**WHAT IS BEING ASKED**
Only one stretch of the data below is wanted: the lines from the one with "let terminate = async" through the one with "an overall decision.", repeated exactly.

[Stored records]
..............................

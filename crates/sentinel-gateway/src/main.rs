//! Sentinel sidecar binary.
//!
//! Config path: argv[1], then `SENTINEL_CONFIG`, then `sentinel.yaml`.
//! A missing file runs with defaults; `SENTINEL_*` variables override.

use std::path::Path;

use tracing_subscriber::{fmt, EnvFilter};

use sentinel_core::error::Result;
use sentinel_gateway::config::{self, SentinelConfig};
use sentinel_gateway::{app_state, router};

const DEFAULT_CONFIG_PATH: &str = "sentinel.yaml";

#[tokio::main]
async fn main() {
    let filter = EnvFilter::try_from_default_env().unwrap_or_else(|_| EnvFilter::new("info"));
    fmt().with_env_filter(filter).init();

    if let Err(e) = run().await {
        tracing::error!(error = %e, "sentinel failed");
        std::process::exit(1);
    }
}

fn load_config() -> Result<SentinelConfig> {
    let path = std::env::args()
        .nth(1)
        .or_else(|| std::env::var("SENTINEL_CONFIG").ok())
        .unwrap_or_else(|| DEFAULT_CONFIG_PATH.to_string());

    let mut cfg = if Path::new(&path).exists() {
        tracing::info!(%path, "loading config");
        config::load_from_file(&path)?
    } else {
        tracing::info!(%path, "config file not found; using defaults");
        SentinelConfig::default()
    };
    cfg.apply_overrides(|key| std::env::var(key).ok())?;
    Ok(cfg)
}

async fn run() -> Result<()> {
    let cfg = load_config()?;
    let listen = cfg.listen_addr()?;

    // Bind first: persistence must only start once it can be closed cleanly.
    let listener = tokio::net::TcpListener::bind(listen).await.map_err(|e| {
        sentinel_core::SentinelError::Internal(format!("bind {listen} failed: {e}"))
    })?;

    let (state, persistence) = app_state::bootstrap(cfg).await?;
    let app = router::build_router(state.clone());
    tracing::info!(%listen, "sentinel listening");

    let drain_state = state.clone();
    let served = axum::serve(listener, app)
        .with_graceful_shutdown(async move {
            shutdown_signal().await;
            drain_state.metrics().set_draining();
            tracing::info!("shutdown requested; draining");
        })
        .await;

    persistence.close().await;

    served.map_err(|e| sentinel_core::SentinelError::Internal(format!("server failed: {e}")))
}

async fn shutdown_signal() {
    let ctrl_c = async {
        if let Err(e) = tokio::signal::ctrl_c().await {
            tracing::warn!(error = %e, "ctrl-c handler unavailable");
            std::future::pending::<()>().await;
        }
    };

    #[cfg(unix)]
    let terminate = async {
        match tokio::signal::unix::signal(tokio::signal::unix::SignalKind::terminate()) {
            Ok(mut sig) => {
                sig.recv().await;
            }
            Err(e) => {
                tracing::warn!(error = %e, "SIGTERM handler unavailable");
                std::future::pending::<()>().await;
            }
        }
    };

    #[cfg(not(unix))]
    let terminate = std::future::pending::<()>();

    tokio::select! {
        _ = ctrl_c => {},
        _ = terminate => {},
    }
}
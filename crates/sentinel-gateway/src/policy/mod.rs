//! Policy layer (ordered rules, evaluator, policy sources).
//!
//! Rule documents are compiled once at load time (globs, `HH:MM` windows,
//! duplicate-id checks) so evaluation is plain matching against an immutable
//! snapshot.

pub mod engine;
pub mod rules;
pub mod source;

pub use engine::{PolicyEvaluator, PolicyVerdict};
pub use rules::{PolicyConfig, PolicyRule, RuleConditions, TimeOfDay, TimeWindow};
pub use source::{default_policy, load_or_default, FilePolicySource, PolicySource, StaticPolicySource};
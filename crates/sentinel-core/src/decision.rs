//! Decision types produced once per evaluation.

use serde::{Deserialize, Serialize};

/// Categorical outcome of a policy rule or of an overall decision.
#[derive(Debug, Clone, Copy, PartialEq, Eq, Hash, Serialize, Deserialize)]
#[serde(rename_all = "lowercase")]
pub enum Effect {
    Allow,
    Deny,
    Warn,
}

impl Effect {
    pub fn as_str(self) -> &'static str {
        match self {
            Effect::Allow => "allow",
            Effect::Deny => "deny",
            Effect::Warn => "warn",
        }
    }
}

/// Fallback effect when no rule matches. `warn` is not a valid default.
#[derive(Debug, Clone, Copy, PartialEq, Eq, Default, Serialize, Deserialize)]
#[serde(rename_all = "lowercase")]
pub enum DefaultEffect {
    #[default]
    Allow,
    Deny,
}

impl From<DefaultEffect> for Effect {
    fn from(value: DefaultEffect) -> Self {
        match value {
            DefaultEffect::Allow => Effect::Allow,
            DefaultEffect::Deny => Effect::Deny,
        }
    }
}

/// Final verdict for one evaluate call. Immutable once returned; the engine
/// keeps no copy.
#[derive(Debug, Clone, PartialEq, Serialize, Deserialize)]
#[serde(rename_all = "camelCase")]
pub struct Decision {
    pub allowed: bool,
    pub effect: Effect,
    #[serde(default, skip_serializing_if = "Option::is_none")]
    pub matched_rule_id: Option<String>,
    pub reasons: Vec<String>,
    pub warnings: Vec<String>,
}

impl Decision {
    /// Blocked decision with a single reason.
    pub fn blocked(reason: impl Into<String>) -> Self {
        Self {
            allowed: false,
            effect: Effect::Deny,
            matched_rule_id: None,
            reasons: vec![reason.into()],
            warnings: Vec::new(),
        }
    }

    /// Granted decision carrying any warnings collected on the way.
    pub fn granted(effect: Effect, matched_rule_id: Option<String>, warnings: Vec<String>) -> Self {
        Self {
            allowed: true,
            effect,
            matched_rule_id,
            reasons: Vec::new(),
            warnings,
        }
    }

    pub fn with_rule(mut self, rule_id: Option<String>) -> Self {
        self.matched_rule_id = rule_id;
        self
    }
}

..............................

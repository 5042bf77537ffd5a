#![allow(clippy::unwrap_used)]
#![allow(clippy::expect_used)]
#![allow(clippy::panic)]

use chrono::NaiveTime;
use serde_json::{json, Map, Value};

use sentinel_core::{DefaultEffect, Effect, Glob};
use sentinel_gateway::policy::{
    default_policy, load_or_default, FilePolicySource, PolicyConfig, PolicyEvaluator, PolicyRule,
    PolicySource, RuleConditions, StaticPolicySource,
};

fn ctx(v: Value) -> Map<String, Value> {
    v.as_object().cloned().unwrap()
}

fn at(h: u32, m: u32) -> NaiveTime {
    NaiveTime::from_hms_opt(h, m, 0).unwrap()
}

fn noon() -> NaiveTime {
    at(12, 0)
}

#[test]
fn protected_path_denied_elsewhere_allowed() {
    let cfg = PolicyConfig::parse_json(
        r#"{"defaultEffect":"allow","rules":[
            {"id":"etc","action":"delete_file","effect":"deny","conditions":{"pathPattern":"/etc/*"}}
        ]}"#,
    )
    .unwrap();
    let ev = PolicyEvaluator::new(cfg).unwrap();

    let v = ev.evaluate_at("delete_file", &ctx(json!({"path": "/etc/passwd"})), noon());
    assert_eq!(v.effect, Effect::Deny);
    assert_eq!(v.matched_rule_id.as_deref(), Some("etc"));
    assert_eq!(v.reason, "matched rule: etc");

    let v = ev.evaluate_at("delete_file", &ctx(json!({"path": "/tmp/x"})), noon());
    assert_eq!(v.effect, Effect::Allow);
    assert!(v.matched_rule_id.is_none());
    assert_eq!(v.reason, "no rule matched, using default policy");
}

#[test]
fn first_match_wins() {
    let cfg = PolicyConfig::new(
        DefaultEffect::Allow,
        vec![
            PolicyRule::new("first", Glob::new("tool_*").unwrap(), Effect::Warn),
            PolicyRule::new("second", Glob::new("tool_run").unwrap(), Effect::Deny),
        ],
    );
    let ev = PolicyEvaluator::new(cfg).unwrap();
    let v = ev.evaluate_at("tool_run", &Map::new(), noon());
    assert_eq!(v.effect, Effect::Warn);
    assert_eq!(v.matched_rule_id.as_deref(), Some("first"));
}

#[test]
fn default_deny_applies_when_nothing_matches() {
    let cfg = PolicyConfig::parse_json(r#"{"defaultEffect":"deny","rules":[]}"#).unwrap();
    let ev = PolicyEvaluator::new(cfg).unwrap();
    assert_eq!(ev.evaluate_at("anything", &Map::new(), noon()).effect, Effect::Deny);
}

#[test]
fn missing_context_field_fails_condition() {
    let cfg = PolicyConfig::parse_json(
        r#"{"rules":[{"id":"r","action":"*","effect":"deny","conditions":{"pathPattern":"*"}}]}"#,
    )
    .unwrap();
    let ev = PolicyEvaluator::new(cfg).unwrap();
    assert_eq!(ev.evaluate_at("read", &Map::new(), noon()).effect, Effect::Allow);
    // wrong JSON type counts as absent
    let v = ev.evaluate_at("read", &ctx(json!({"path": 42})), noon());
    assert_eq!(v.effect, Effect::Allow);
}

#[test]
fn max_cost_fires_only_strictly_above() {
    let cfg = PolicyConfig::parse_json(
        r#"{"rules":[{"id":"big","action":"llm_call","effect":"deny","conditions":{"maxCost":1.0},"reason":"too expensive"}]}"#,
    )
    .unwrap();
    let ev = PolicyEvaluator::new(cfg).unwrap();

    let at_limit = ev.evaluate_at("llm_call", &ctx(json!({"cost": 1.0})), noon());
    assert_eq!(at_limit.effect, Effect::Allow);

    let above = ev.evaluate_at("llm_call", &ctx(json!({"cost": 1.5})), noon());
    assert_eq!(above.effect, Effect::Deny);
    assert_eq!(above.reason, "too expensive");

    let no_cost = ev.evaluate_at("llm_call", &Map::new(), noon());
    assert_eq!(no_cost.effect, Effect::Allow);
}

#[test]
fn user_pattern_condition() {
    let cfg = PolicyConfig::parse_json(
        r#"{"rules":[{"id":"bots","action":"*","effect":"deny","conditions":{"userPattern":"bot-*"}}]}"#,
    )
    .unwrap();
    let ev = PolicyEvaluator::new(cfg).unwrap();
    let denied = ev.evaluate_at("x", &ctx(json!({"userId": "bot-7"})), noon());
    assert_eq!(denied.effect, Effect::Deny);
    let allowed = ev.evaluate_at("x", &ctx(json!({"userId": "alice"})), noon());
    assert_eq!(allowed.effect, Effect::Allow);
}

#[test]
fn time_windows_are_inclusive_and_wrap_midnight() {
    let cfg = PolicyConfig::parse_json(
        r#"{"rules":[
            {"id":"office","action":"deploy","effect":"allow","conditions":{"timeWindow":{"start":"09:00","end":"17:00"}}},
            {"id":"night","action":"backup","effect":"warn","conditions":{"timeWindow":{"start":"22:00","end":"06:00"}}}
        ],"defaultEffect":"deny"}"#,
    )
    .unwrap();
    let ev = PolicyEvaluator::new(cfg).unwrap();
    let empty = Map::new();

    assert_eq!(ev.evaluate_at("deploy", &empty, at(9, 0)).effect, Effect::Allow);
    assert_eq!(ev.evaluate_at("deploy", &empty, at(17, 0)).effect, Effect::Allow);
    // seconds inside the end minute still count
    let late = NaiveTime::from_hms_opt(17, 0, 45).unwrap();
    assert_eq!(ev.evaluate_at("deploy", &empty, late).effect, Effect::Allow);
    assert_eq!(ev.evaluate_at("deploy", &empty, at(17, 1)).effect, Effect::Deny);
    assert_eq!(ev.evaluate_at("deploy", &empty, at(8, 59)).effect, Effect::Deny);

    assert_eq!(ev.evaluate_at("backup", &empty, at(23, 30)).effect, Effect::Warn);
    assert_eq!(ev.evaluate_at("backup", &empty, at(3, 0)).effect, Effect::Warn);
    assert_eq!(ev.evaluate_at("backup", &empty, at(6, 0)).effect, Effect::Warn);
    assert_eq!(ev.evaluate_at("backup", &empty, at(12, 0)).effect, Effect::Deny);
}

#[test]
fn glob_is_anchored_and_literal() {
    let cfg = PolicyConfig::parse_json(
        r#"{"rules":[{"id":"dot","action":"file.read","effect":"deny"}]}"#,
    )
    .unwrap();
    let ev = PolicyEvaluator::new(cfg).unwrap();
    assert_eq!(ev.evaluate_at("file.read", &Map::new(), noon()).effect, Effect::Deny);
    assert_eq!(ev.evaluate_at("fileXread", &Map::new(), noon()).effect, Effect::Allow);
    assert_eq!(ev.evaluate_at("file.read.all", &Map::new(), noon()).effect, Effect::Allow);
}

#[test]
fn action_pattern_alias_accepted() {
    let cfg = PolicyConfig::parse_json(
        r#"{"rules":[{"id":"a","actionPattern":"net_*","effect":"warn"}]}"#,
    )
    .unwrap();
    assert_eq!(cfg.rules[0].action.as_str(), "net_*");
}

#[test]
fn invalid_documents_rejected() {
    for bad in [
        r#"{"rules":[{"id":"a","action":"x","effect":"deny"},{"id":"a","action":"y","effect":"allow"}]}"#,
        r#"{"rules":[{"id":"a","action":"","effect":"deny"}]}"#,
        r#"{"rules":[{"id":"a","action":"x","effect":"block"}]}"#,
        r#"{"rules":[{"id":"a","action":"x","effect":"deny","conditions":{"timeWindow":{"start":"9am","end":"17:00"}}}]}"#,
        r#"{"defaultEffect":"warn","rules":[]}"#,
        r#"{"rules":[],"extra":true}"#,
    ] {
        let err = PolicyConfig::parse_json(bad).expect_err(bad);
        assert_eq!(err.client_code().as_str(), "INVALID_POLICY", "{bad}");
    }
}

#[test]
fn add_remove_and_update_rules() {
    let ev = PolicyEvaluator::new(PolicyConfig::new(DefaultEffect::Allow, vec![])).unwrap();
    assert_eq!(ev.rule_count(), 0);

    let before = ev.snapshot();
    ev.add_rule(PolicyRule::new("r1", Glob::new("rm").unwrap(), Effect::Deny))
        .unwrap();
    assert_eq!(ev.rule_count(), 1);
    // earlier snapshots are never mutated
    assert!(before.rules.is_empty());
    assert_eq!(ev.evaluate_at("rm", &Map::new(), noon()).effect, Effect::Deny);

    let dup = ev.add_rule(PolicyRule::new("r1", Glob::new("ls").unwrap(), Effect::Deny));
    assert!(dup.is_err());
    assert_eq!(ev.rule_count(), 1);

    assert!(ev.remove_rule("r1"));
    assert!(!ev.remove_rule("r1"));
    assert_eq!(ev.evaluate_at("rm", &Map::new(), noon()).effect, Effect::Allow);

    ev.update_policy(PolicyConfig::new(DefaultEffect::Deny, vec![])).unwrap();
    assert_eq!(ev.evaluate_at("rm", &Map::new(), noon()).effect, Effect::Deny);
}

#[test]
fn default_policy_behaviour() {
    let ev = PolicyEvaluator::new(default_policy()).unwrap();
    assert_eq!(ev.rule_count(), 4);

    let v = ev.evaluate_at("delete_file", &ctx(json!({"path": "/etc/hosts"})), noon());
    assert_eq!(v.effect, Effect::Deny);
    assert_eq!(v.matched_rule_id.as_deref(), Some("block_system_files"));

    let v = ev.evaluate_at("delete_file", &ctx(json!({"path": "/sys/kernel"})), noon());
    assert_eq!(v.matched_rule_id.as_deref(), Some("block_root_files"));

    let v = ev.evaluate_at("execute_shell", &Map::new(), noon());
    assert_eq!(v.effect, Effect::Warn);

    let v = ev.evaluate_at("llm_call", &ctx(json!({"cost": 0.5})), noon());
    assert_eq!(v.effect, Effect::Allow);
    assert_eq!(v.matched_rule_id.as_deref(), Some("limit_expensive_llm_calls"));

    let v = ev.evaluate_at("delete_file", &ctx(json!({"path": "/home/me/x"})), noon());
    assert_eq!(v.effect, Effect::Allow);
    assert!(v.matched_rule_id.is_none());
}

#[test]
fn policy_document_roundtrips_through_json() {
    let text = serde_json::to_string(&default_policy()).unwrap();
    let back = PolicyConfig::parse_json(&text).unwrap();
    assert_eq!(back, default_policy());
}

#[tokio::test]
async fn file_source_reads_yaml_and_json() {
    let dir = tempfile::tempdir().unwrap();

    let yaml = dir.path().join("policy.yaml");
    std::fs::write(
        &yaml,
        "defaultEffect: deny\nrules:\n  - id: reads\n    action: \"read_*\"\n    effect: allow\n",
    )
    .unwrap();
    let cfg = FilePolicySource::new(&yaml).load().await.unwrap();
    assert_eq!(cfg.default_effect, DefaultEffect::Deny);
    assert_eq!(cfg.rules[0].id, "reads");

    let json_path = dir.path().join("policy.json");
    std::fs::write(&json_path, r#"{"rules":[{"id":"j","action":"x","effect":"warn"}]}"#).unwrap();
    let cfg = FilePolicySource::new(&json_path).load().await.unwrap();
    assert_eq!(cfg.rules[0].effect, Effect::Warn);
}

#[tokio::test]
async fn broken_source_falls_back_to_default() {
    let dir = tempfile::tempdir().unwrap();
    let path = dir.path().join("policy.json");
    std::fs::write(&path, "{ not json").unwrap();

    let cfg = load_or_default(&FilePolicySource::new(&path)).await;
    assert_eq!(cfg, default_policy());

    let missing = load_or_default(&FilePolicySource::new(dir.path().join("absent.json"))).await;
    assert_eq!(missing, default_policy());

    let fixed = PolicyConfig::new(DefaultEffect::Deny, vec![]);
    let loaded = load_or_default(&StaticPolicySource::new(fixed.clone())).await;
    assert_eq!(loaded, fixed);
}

..............................

**THE ANSWER**
    let terminate = async {
        match tokio::signal::unix::signal(tokio::signal::unix::SignalKind::terminate()) {
            Ok(mut sig) => {
                sig.recv().await;
            }
            Err(e) => {
                tracing::warn!(error = %e, "SIGTERM handler unavailable");
                std::future::pending::<()>().await;
            }
        }
    };

    #[cfg(not(unix))]
    let terminate = std::future::pending::<()>();

    tokio::select! {
        _ = ctrl_c => {},
        _ = terminate => {},
    }
}
filename crates/sentinel-gateway/src/policy/mod.rs
//! Policy layer (ordered rules, evaluator, policy sources).
//!
//! Rule documents are compiled once at load time (globs, `HH:MM` windows,
//! duplicate-id checks) so evaluation is plain matching against an immutable
//! snapshot.

pub mod engine;
pub mod rules;
pub mod source;

pub use engine::{PolicyEvaluator, PolicyVerdict};
pub use rules::{PolicyConfig, PolicyRule, RuleConditions, TimeOfDay, TimeWindow};
pub use source::{default_policy, load_or_default, FilePolicySource, PolicySource, StaticPolicySource};
filename crates/sentinel-core/src/decision.rs
//! Decision types produced once per evaluation.

use serde::{Deserialize, Serialize};

/// Categorical outcome of a policy rule or of an overall decision.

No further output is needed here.